» Exercise description
Please copy, exactly as they appear below, the lines from the one containing "scheme must be" through the one containing "of its entries".

Recorded data:
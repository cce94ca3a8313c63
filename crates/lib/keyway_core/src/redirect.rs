//! Redirect target validation and query building.

use thiserror::Error;
use url::Url;

/// Reasons a `returnTo` value is refused.
#[derive(Debug, Clone, PartialEq, Eq, Error)]
pub enum RedirectError {
    #[error("returnTo must be an absolute URL: {0}")]
    NotAbsolute(String),

    #[error("returnTo scheme must be http or https")]
    Scheme,

    #[error("returnTo host is not allowed: {0}")]
    HostNotAllowed(String),
}

/// Validate a caller-supplied `returnTo`.
///
/// The value must parse as an absolute `http`/`https` URL. When
/// `allowed_hosts` is non-empty the host must match one of its entries
/// exactly or be a subdomain of one.
pub fn validate_return_to(raw: &str, allowed_hosts: &[String]) -> Result<Url, RedirectError> {
    let url = Url::parse(raw).map_err(|e| RedirectError::NotAbsolute(e.to_string()))?;
    if !matches!(url.scheme(), "http" | "https") {
        return Err(RedirectError::Scheme);
    }
    let host = url
        .host_str()
        .ok_or_else(|| RedirectError::NotAbsolute(raw.to_string()))?
        .to_ascii_lowercase();
    if allowed_hosts.is_empty() || allowed_hosts.iter().any(|h| host_matches(&host, h)) {
        Ok(url)
    } else {
        Err(RedirectError::HostNotAllowed(host))
    }
}

fn host_matches(host: &str, allowed: &str) -> bool {
    let allowed = allowed.trim_start_matches('.').to_ascii_lowercase();
    host == allowed || host.ends_with(&format!(".{allowed}"))
}

/// Return `base` with `key=value` appended to its query string.
pub fn with_query_param(base: &Url, key: &str, value: &str) -> Url {
    let mut url = base.clone();
    url.query_pairs_mut().append_pair(key, value);
    url
}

» Solution to this problem
    #[error("returnTo scheme must be http or https")]
    Scheme,

    #[error("returnTo host is not allowed: {0}")]
    HostNotAllowed(String),
}

/// Validate a caller-supplied `returnTo`.
///
/// The value must parse as an absolute `http`/`https` URL. When
/// `allowed_hosts` is non-empty the host must match one of its entries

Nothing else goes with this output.